Klaus Missbach (geboren 1957 in Nürnberg) ist ein deutscher Dramaturg und Autor. Seit 2009 ist er Chefdramaturg des Wiener Burgtheaters.

Leben und Werk

Missbach studierte Amerikanistik, Germanistik und Theaterwissenschaften an der Friedrich-Alexander-Universität Erlangen-Nürnberg. Während seines Studiums arbeitete er als Regieassistent und Lektor. Von 1982 bis 1990 war er – während der Intendanz von Hansjörg Utzerath – als Dramaturg am Staatstheater Nürnberg engagiert, wo er 1989 eine kritische Bühnenfassung von Karl Alois Schenzingers Propagandafilm Hitlerjunge Quex erstellte, die Utzerath inszenierte. Missbach wurde für seine Dramatisierung mit dem Uraufführungspreis der Bayerischen Theatertage 1990 ausgezeichnet. Für die Pegnitzschäfer-Klangkonzepte realisierte er 1991 gemeinsam mit dem Komponisten Andreas Schäfer und dem Musiker Wilfried Krüger das Rock-Oratorium ... aus der Disco rasen und entsetzte Passanten fragen, ob sie Deutsche sind, eine konzertante Auseinandersetzung für Stimmen und Ensemble.

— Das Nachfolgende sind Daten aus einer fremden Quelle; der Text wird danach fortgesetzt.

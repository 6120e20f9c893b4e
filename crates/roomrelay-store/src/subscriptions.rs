use crate::{bans, rooms, DbError, DbPool};
use roomrelay_models::subscription::Subscription;

/// Binds a channel to a room. Enforces subscription uniqueness, the room's
/// active/subscriber-limit invariants, and the guild ban list.
#[allow(clippy::too_many_arguments)]
pub async fn register_channel(
    pool: &DbPool,
    id: i64,
    room_id: i64,
    guild_id: i64,
    channel_id: i64,
    guild_name: &str,
    channel_name: &str,
    registered_by: i64,
) -> Result<Subscription, DbError> {
    if bans::is_guild_banned(pool, guild_id).await? {
        return Err(DbError::GuildBanned);
    }

    let room = rooms::get_room(pool, room_id).await?.ok_or(DbError::NotFound)?;
    if !room.is_active {
        return Err(DbError::RoomInactive);
    }

    let mut tx = pool.begin().await?;

    let existing: Option<i64> = sqlx::query_scalar(
        "SELECT id FROM channel_subscriptions WHERE guild_id = ?1 AND channel_id = ?2 AND is_active = TRUE",
    )
    .bind(guild_id)
    .bind(channel_id)
    .fetch_optional(&mut *tx)
    .await?;
    if existing.is_some() {
        return Err(DbError::AlreadyBound);
    }

    let active_guilds: i64 = sqlx::query_scalar(
        "SELECT COUNT(DISTINCT guild_id) FROM channel_subscriptions
         WHERE room_id = ?1 AND is_active = TRUE AND guild_id != ?2",
    )
    .bind(room_id)
    .bind(guild_id)
    .fetch_one(&mut *tx)
    .await?;
    if active_guilds >= room.max_servers {
        return Err(DbError::RoomFull);
    }

    let row = sqlx::query_as::<_, Subscription>(
        "INSERT INTO channel_subscriptions
            (id, room_id, guild_id, channel_id, guild_name, channel_name,
             registered_by, registered_at, is_active, last_message_at)
         VALUES (?1, ?2, ?3, ?4, ?5, ?6, ?7, ?8, TRUE, NULL)
         RETURNING id, room_id, guild_id, channel_id, guild_name, channel_name,
                   registered_by, registered_at, is_active, last_message_at",
    )
    .bind(id)
    .bind(room_id)
    .bind(guild_id)
    .bind(channel_id)
    .bind(guild_name)
    .bind(channel_name)
    .bind(registered_by)
    .bind(chrono::Utc::now())
    .fetch_one(&mut *tx)
    .await?;

    tx.commit().await?;
    Ok(row)
}

pub async fn unregister_channel(
    pool: &DbPool,
    room_id: i64,
    guild_id: i64,
    channel_id: i64,
) -> Result<(), DbError> {
    let result = sqlx::query(
        "UPDATE channel_subscriptions SET is_active = FALSE
         WHERE room_id = ?1 AND guild_id = ?2 AND channel_id = ?3 AND is_active = TRUE",
    )
    .bind(room_id)
    .bind(guild_id)
    .bind(channel_id)
    .execute(pool)
    .await?;
    if result.rows_affected() == 0 {
        return Err(DbError::NotFound);
    }
    Ok(())
}

/// Looks up the room bound to a channel, regardless of room/guild-ban state
/// (callers apply those checks themselves — this mirrors the Resolver's
/// two-step Cache-then-Store lookup).
pub async fn find_by_channel(
    pool: &DbPool,
    guild_id: i64,
    channel_id: i64,
) -> Result<Option<Subscription>, DbError> {
    let row = sqlx::query_as::<_, Subscription>(
        "SELECT id, room_id, guild_id, channel_id, guild_name, channel_name,
                registered_by, registered_at, is_active, last_message_at
         FROM channel_subscriptions
         WHERE guild_id = ?1 AND channel_id = ?2 AND is_active = TRUE",
    )
    .bind(guild_id)
    .bind(channel_id)
    .fetch_optional(pool)
    .await?;
    Ok(row)
}

pub async fn list_by_room(pool: &DbPool, room_id: i64) -> Result<Vec<Subscription>, DbError> {
    let rows = sqlx::query_as::<_, Subscription>(
        "SELECT id, room_id, guild_id, channel_id, guild_name, channel_name,
                registered_by, registered_at, is_active, last_message_at
         FROM channel_subscriptions WHERE room_id = ?1 ORDER BY id",
    )
    .bind(room_id)
    .fetch_all(pool)
    .await?;
    Ok(rows)
}

pub async fn list_active_by_room(pool: &DbPool, room_id: i64) -> Result<Vec<Subscription>, DbError> {
    let rows = sqlx::query_as::<_, Subscription>(
        "SELECT id, room_id, guild_id, channel_id, guild_name, channel_name,
                registered_by, registered_at, is_active, last_message_at
         FROM channel_subscriptions WHERE room_id = ?1 AND is_active = TRUE ORDER BY id",
    )
    .bind(room_id)
    .fetch_all(pool)
    .await?;
    Ok(rows)
}

pub async fn list_by_guild(pool: &DbPool, guild_id: i64) -> Result<Vec<Subscription>, DbError> {
    let rows = sqlx::query_as::<_, Subscription>(
        "SELECT id, room_id, guild_id, channel_id, guild_name, channel_name,
                registered_by, registered_at, is_active, last_message_at
         FROM channel_subscriptions WHERE guild_id = ?1 ORDER BY id",
    )
    .bind(guild_id)
    .fetch_all(pool)
    .await?;
    Ok(rows)
}

/// Marks a subscription permanently dead after the Fan-Out Engine reports a
/// non-retryable delivery failure, without touching any other subscription.
pub async fn deactivate(pool: &DbPool, subscription_id: i64) -> Result<(), DbError> {
    sqlx::query("UPDATE channel_subscriptions SET is_active = FALSE WHERE id = ?1")
        .bind(subscription_id)
        .execute(pool)
        .await?;
    Ok(())
}

pub async fn touch_last_message(pool: &DbPool, subscription_id: i64) -> Result<(), DbError> {
    sqlx::query("UPDATE channel_subscriptions SET last_message_at = ?2 WHERE id = ?1")
        .bind(subscription_id)
        .bind(chrono::Utc::now())
        .execute(pool)
        .await?;
    Ok(())
}

/// One row per distinct guild with at least one subscription, for the
/// servers listing routes.
#[derive(Debug, Clone, serde::Serialize)]
pub struct GuildSummary {
    pub guild_id: i64,
    pub guild_name: String,
    pub channel_count: i64,
    pub is_banned: bool,
}

pub async fn list_guild_summaries(pool: &DbPool, active_only: bool) -> Result<Vec<GuildSummary>, DbError> {
    let sql = if active_only {
        "SELECT s.guild_id, MAX(s.guild_name) AS guild_name, COUNT(*) AS channel_count,
                COALESCE(MAX(CASE WHEN b.is_active THEN 1 ELSE 0 END), 0) AS is_banned
         FROM channel_subscriptions s
         LEFT JOIN guild_bans b ON b.guild_id = s.guild_id
         WHERE s.is_active = TRUE
         GROUP BY s.guild_id
         ORDER BY s.guild_id"
    } else {
        "SELECT s.guild_id, MAX(s.guild_name) AS guild_name, COUNT(*) AS channel_count,
                COALESCE(MAX(CASE WHEN b.is_active THEN 1 ELSE 0 END), 0) AS is_banned
         FROM channel_subscriptions s
         LEFT JOIN guild_bans b ON b.guild_id = s.guild_id
         GROUP BY s.guild_id
         ORDER BY s.guild_id"
    };
    let rows: Vec<(i64, String, i64, i64)> = sqlx::query_as(sql).fetch_all(pool).await?;
    Ok(rows
        .into_iter()
        .map(|(guild_id, guild_name, channel_count, is_banned)| GuildSummary {
            guild_id,
            guild_name,
            channel_count,
            is_banned: is_banned != 0,
        })
        .collect())
}

#[cfg(test)]
mod tests {
    use super::*;

    async fn test_pool() -> DbPool {
        let pool = crate::create_pool("sqlite::memory:", 1).await.unwrap();
        crate::run_migrations(&pool).await.unwrap();
        crate::rooms::create_room(&pool, 1, "general", 1, 2).await.unwrap();
        pool
    }

    #[tokio::test]
    async fn register_channel_enforces_uniqueness() {
        let pool = test_pool().await;
        register_channel(&pool, 1, 1, 100, 200, "g", "c", 1)
            .await
            .unwrap();
        let err = register_channel(&pool, 2, 1, 100, 200, "g", "c", 1)
            .await
            .unwrap_err();
        assert!(matches!(err, DbError::AlreadyBound));
    }

    #[tokio::test]
    async fn register_channel_enforces_max_servers() {
        let pool = test_pool().await; // max_servers = 2
        register_channel(&pool, 1, 1, 100, 200, "g1", "c1", 1).await.unwrap();
        register_channel(&pool, 2, 1, 101, 201, "g2", "c2", 1).await.unwrap();
        let err = register_channel(&pool, 3, 1, 102, 202, "g3", "c3", 1)
            .await
            .unwrap_err();
        assert!(matches!(err, DbError::RoomFull));
    }

    #[tokio::test]
    async fn register_channel_rejects_banned_guild() {
        let pool = test_pool().await;
        crate::bans::ban_guild(&pool, 100, "g1", "spam", 1).await.unwrap();
        let err = register_channel(&pool, 1, 1, 100, 200, "g1", "c1", 1)
            .await
            .unwrap_err();
        assert!(matches!(err, DbError::GuildBanned));
    }

    #[tokio::test]
    async fn register_channel_rejects_inactive_room() {
        let pool = test_pool().await;
        crate::rooms::update_room(
            &pool,
            1,
            &roomrelay_models::room::RoomPatch {
                is_active: Some(false),
                ..Default::default()
            },
        )
        .await
        .unwrap();
        let err = register_channel(&pool, 1, 1, 100, 200, "g", "c", 1)
            .await
            .unwrap_err();
        assert!(matches!(err, DbError::RoomInactive));
    }

    #[tokio::test]
    async fn unregister_then_reregister_same_channel_is_allowed() {
        let pool = test_pool().await;
        register_channel(&pool, 1, 1, 100, 200, "g", "c", 1).await.unwrap();
        unregister_channel(&pool, 1, 100, 200).await.unwrap();
        let again = register_channel(&pool, 2, 1, 100, 200, "g", "c", 1).await;
        assert!(again.is_ok());
    }

    #[tokio::test]
    async fn find_by_channel_ignores_inactive_subscriptions() {
        let pool = test_pool().await;
        register_channel(&pool, 1, 1, 100, 200, "g", "c", 1).await.unwrap();
        unregister_channel(&pool, 1, 100, 200).await.unwrap();
        assert!(find_by_channel(&pool, 100, 200).await.unwrap().is_none());
    }

    #[tokio::test]
    async fn guild_summaries_report_channel_count_and_ban_state() {
        let pool = test_pool().await;
        register_channel(&pool, 1, 1, 100, 200, "g1", "c1", 1).await.unwrap();
        register_channel(&pool, 2, 1, 100, 201, "g1", "c2", 1).await.unwrap();
        crate::bans::ban_guild(&pool, 100, "g1", "spam", 1).await.unwrap();

        let summaries = list_guild_summaries(&pool, false).await.unwrap();
        assert_eq!(summaries.len(), 1);
        assert_eq!(summaries[0].channel_count, 2);
        assert!(summaries[0].is_banned);
    }
}
//! The wire grammar shared by the Formatter and the Reply Resolver.
//!
//! A relayed message's body is never just the author's text: it carries an
//! author header, an optional reply headline, an attachment block, and a
//! source badge. Both producer (`format`) and consumer (`parse`) live here
//! so the round-trip invariant `parse(format(x)) == x` (for the author and
//! reply-headline fields) holds by construction rather than by convention
//! between two independently maintained modules.

const REPLY_MARKER: &str = " \u{21aa} replying to ";
const ATTACHMENT_PREFIX: &str = "\u{1f4ce} ";
const SOURCE_BADGE_PREFIX: &str = "\u{2014} via ";

#[derive(Debug, Clone, PartialEq, Eq)]
pub struct ReplyHeadline {
    pub author_display: String,
    pub quoted_text: String,
}

#[derive(Debug, Clone, PartialEq, Eq)]
pub struct Envelope {
    pub author_display: String,
    pub body: String,
    pub reply_headline: Option<ReplyHeadline>,
    pub attachment_urls: Vec<String>,
    pub source_guild_name: String,
}

#[derive(Debug, Clone, PartialEq, Eq)]
pub struct ParsedEnvelope {
    pub author_display: String,
    pub body: String,
    pub reply_headline: Option<ReplyHeadline>,
    pub attachment_urls: Vec<String>,
    pub source_guild_name: String,
}

pub fn format(envelope: &Envelope) -> String {
    let mut out = format!("**{}**", envelope.author_display);
    if let Some(reply) = &envelope.reply_headline {
        out.push_str(REPLY_MARKER);
        out.push_str(&format!("**{}**: \"{}\"", reply.author_display, reply.quoted_text));
    }
    out.push('\n');
    out.push_str(&envelope.body);
    if !envelope.attachment_urls.is_empty() {
        out.push_str("\n\n");
        for url in &envelope.attachment_urls {
            out.push_str(ATTACHMENT_PREFIX);
            out.push_str(url);
            out.push('\n');
        }
        out.pop();
    }
    out.push('\n');
    out.push_str(SOURCE_BADGE_PREFIX);
    out.push_str(&envelope.source_guild_name);
    out
}

pub fn parse(text: &str) -> Option<ParsedEnvelope> {
    let mut lines = text.lines();
    let header = lines.next()?;
    let rest = header.strip_prefix("**")?;
    let close = rest.find("**")?;
    let author_display = rest[..close].to_string();
    let after_author = &rest[close + 2..];

    let reply_headline = match after_author.strip_prefix(REPLY_MARKER) {
        Some(tail) => {
            let tail = tail.strip_prefix("**")?;
            let close2 = tail.find("**")?;
            let reply_author = tail[..close2].to_string();
            let after = tail[close2 + 2..].strip_prefix(": \"")?;
            let end = after.rfind('"')?;
            Some(ReplyHeadline {
                author_display: reply_author,
                quoted_text: after[..end].to_string(),
            })
        }
        None => None,
    };

    let mut body_lines: Vec<&str> = Vec::new();
    let mut attachment_urls = Vec::new();
    let mut source_guild_name = String::new();
    for line in lines {
        if let Some(url) = line.strip_prefix(ATTACHMENT_PREFIX) {
            attachment_urls.push(url.to_string());
        } else if let Some(guild) = line.strip_prefix(SOURCE_BADGE_PREFIX) {
            source_guild_name = guild.to_string();
        } else {
            body_lines.push(line);
        }
    }
    while matches!(body_lines.last(), Some(&"")) {
        body_lines.pop();
    }

    Some(ParsedEnvelope {
        author_display,
        body: body_lines.join("\n"),
        reply_headline,
        attachment_urls,
        source_guild_name,
    })
}

/// Caps a quoted reply excerpt at 80 visible characters per the Reply
/// Resolver's nesting rule.
pub fn cap_quote(text: &str) -> String {
    roomrelay_util::validation::truncate_with_ellipsis(text, 80)
}

#[cfg(test)]
mod tests {
    use super::*;

    #[test]
    fn round_trips_author_and_body_without_reply() {
        let env = Envelope {
            author_display: "Alice".into(),
            body: "hello there".into(),
            reply_headline: None,
            attachment_urls: vec![],
            source_guild_name: "Guild A".into(),
        };
        let rendered = format(&env);
        let parsed = parse(&rendered).expect("parses");
        assert_eq!(parsed.author_display, env.author_display);
        assert_eq!(parsed.body, env.body);
        assert_eq!(parsed.reply_headline, None);
        assert_eq!(parsed.source_guild_name, env.source_guild_name);
    }

    #[test]
    fn round_trips_reply_headline() {
        let env = Envelope {
            author_display: "Bob".into(),
            body: "sounds good".into(),
            reply_headline: Some(ReplyHeadline {
                author_display: "Alice".into(),
                quoted_text: "hello there".into(),
            }),
            attachment_urls: vec![],
            source_guild_name: "Guild B".into(),
        };
        let rendered = format(&env);
        let parsed = parse(&rendered).expect("parses");
        assert_eq!(parsed.author_display, "Bob");
        assert_eq!(
            parsed.reply_headline,
            Some(ReplyHeadline {
                author_display: "Alice".into(),
                quoted_text: "hello there".into(),
            })
        );
    }

    #[test]
    fn round_trips_with_attachments() {
        let env = Envelope {
            author_display: "Carol".into(),
            body: "check this out".into(),
            reply_headline: None,
            attachment_urls: vec!["https://example.com/a.png".into(), "https://example.com/b.png".into()],
            source_guild_name: "Guild C".into(),
        };
        let rendered = format(&env);
        let parsed = parse(&rendered).expect("parses");
        assert_eq!(parsed.attachment_urls, env.attachment_urls);
        assert_eq!(parsed.body, "check this out");
    }

    #[test]
    fn parse_rejects_text_with_no_header() {
        assert!(parse("just some plain text").is_none());
    }

    #[test]
    fn cap_quote_truncates_past_eighty_chars() {
        let long = "x".repeat(200);
        let capped = cap_quote(&long);
        assert!(capped.chars().count() <= 80);
    }
}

Es folgten Engagements am Thalia Theater (1990–1996) während der Intendanz von Jürgen Flimm, am Schauspielhaus Düsseldorf (1996–1999) als Chefdramaturg von Anna Badora und anschließend eine langjährige Zusammenarbeit mit dem Regisseur und Intendanten Matthias Hartmann, die 2000 am Schauspielhaus Bochum als geschäftsführender und leitender Dramaturg begann, ab 2005 als Chefdramaturg und künstlerischer Betriebsdirektor am Schauspielhaus Zürich fortgesetzt wurde und 2009 ans Wiener Burgtheater führte.

Parallel übernahm er von 1992 bis 1996 einen Lehrauftrag für Dramaturgie im Studiengang Schauspieltheaterregie der Universität Hamburg. Von 2000 bis 2005 war er Dozent für Dramaturgie an der Westfälischen Schauspielschule Bochum. 2011 in Hamburg und 2012 in Wien gehörte er der Jury des Bundeswettbewerbs zur Förderung des Schauspielnachwuchses an.

Als Dramaturg arbeitete Missbach u. a. mit Andrea Breth, Jürgen Gosch, Jürgen Flimm, Luc Bondy, Michael Thalheimer, Dimiter Gotscheff, Franz Xaver Kroetz, Helge Schneider, Thomas Vinterberg, Robert Borgmann, Karin Beier, Stefan Pucher, Barbara Frey, Alvis Hermanis, Matthias Hartmann, Dušan David Pařízek, Peter Stein, Werner Düggelin, Wilfried Minks, Dieter Giesing, David Bösch, Simon Stone, Robert Borgmann und Antú Romero Nunes.